In Surface Detail (2010), for instance, issues over which wars might otherwise be fought are settled in immersive simulated realities, with suffering but without loss of life. As it happens, the party with whom the reader is likely to sympathise break the convention during the course of the novel, escalating the war into the material world.

More subtly, in Inversions (1998), DeWar and Perrund, a royal bodyguard and concubine respectively, form a friendship and indeed perhaps conduct a kind of courtship not only over but through countless bouts of a board game called Leader’s Dispute. Here, styles of play may be psychologically revelatory: for instance, as in Perrund’s charge that DeWar over-prioritises a particular piece, or her hearsay with respect to the dissembling hustler YetAmidous.

Player of Games (1988) portrays a civilisation whose political system is almost entirely encapsulated within a complicated game, evolved over millenia. The escalation of politics beyond this game’s boundaries seems unlikely, insofar as ideological deliberation is one dimension of gameplay. For individuals of this civilisation it is difficult to conceive of a political argument being stronger or weaker, more or less worthy of passionate loyalty, except in the context of its deployment within the game. The eponymous protagonist is a visitor from another civilisation, who overthrows the political system with an unprecedented style of play.

Untidy and spookily efficacious games are not, of course, confined to Iain M[aterialist] Banks's work. Iain Banks's Stonemouth (2012) includes the example of a Wee Malky, whose life is ended by a paintball bullet. Alban, the protagonist of The Steep Approach to Gabardale (2007), seeks to persuade his family's Extraordinary General Meeting not to sell their business to a voracious American corporation. Their business is based on a board game, Empire!, but Alban's behaviour itself, for all that it manifests an authentic moral dialectic, also has a distinctly gamified feel to it. (And Alban's mission to win (over) the EGM is in turn, in good family saga fashion, the occasion for all manner of intrigue, emotion, lust, vendetta, manipulation, revelation, and allegory of US oil imperialism).

The translation of psychological and other norms confirmed within games into other realms is likewise unpredictable.

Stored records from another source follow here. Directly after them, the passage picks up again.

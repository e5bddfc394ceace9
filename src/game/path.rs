// Waypoint paths shared by patrolling enemies and moving platforms

use glam::Vec2;

/// Ordered list of target positions
///
/// Paths are read-only once built and are shared through `Arc` by every
/// enemy or platform that follows them; each follower keeps its own
/// [`WaypointCursor`].
#[derive(Debug, Clone, PartialEq, Default)]
pub struct WaypointPath {
    points: Vec<Vec2>,
    looping: bool,
}

impl WaypointPath {
    pub fn new(points: Vec<Vec2>, looping: bool) -> Self {
        Self { points, looping }
    }

    /// A path with no waypoints; followers stay idle
    pub fn empty() -> Self {
        Self::default()
    }

    pub fn len(&self) -> usize {
        self.points.len()
    }

    pub fn is_empty(&self) -> bool {
        self.points.is_empty()
    }

    pub fn is_looping(&self) -> bool {
        self.looping
    }

    pub fn get(&self, index: usize) -> Option<Vec2> {
        self.points.get(index).copied()
    }

    pub fn points(&self) -> &[Vec2] {
        &self.points
    }
}

/// A follower's position along a path
#[derive(Debug, Clone, Copy, PartialEq, Eq, Default)]
pub struct WaypointCursor {
    index: usize,
    halted: bool,
    arrivals: u64,
}

impl WaypointCursor {
    pub fn new() -> Self {
        Self::default()
    }

    /// Index of the current target
    pub fn index(&self) -> usize {
        self.index
    }

    /// The end of a non-looping path was reached
    pub fn is_halted(&self) -> bool {
        self.halted
    }

    /// Number of waypoints reached so far
    pub fn arrivals(&self) -> u64 {
        self.arrivals
    }

    /// Current target, or `None` when the path is empty or finished
    pub fn target(&self, path: &WaypointPath) -> Option<Vec2> {
        if self.halted {
            return None;
        }
        path.get(self.index)
    }

    /// Record arrival at the current target and pick the next one
    ///
    /// Looping paths wrap to 0; otherwise the cursor stays on the last
    /// index and halts for good.
    pub fn advance(&mut self, path: &WaypointPath) {
        if self.halted || path.is_empty() {
            return;
        }

        self.arrivals += 1;
        if self.index + 1 < path.len() {
            self.index += 1;
        } else if path.is_looping() {
            self.index = 0;
        } else {
            self.halted = true;
        }
    }
}

#[cfg(test)]
mod tests {
    use super::*;

    fn path(len: usize, looping: bool) -> WaypointPath {
        WaypointPath::new(
            (0..len).map(|i| Vec2::new(i as f32, 0.0)).collect(),
            looping,
        )
    }

    #[test]
    fn test_empty_path_has_no_target() {
        let path = WaypointPath::empty();
        let mut cursor = WaypointCursor::new();
        assert_eq!(cursor.target(&path), None);
        cursor.advance(&path);
        assert_eq!(cursor.index(), 0);
        assert_eq!(cursor.arrivals(), 0);
    }

    #[test]
    fn test_looping_index_is_arrivals_mod_len() {
        let path = path(3, true);
        let mut cursor = WaypointCursor::new();
        for n in 1..=10u64 {
            cursor.advance(&path);
            assert_eq!(cursor.index() as u64, n % 3);
            assert!(!cursor.is_halted());
        }
    }

    #[test]
    fn test_non_looping_halts_on_last() {
        let path = path(2, false);
        let mut cursor = WaypointCursor::new();

        cursor.advance(&path);
        assert_eq!(cursor.index(), 1);
        assert!(!cursor.is_halted());

        cursor.advance(&path);
        assert_eq!(cursor.index(), 1);
        assert!(cursor.is_halted());
        assert_eq!(cursor.target(&path), None);

        // A third arrival never happens
        cursor.advance(&path);
        assert_eq!(cursor.arrivals(), 2);
        assert_eq!(cursor.index(), 1);
    }

    #[test]
    fn test_single_point_looping_stays_on_zero() {
        let path = path(1, true);
        let mut cursor = WaypointCursor::new();
        cursor.advance(&path);
        assert_eq!(cursor.index(), 0);
        assert_eq!(cursor.target(&path), Some(Vec2::ZERO));
    }
}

For instance, another character in Stonemouth, Phelpie, is known is for taking excruciatingly long over his Poker moves. One possibility raised is that Phelpie is rather ponderously working through some probability mathematics, instead of playing instinctively; but there is a countersuggestion that Phelpie’s style of play is grounded sentimentally in extra-game factors: he likes to slow down the whole social situation, to blur and broaden what can be a macho, narrow competitive focus on the game. Either way, when he leaps on a gunsel in the novel’s dénouement, Phelpie’s transposition of his technique of card-counting into the more dangerous game of counting the number of rounds fired does not go as planned.

Indeed, one gets the sense with Banks that a game is not necessarily a rule-governed practice so much an area in which various practices overlap and support each other with sufficient density to give rise to rules, which thereafter have a reflexive but always provisional effect on the zone of overlap. What is necessary for a game to exist is not consensus, but certain forms of family resemblance among the various normative regimes inhabited by different players. Any move is by definition a move in several different games at once.

In this sense I think Banks’s games are archetypal of a whole suite of imperfect models, heuristics and dynamic idealisations with which the complications of materiality are necessarily confronted, but which that materiality inevitably exceeds.

I would include the resources of genre in this category . . .

The paper went on to discuss genre, which was an okay direction to take it, but perhaps a better progression would be to explore Banks's coding and decoding conceits: messages manifest in pelvic squeezes, guano, gangster dentistry, laser scars, etc. I feel like there's an exciting nexus in Banks's books involving codes, games, chaos, and the space operatic grand scale. Maybe I'll get round to it eventually. 

In 2010, speaking at Transgressions & Its Limits at Stirling University, Banks was asked about the possibility of Culture movie. His response was that that would be fine and everything, but he'd probably be more interested in a game.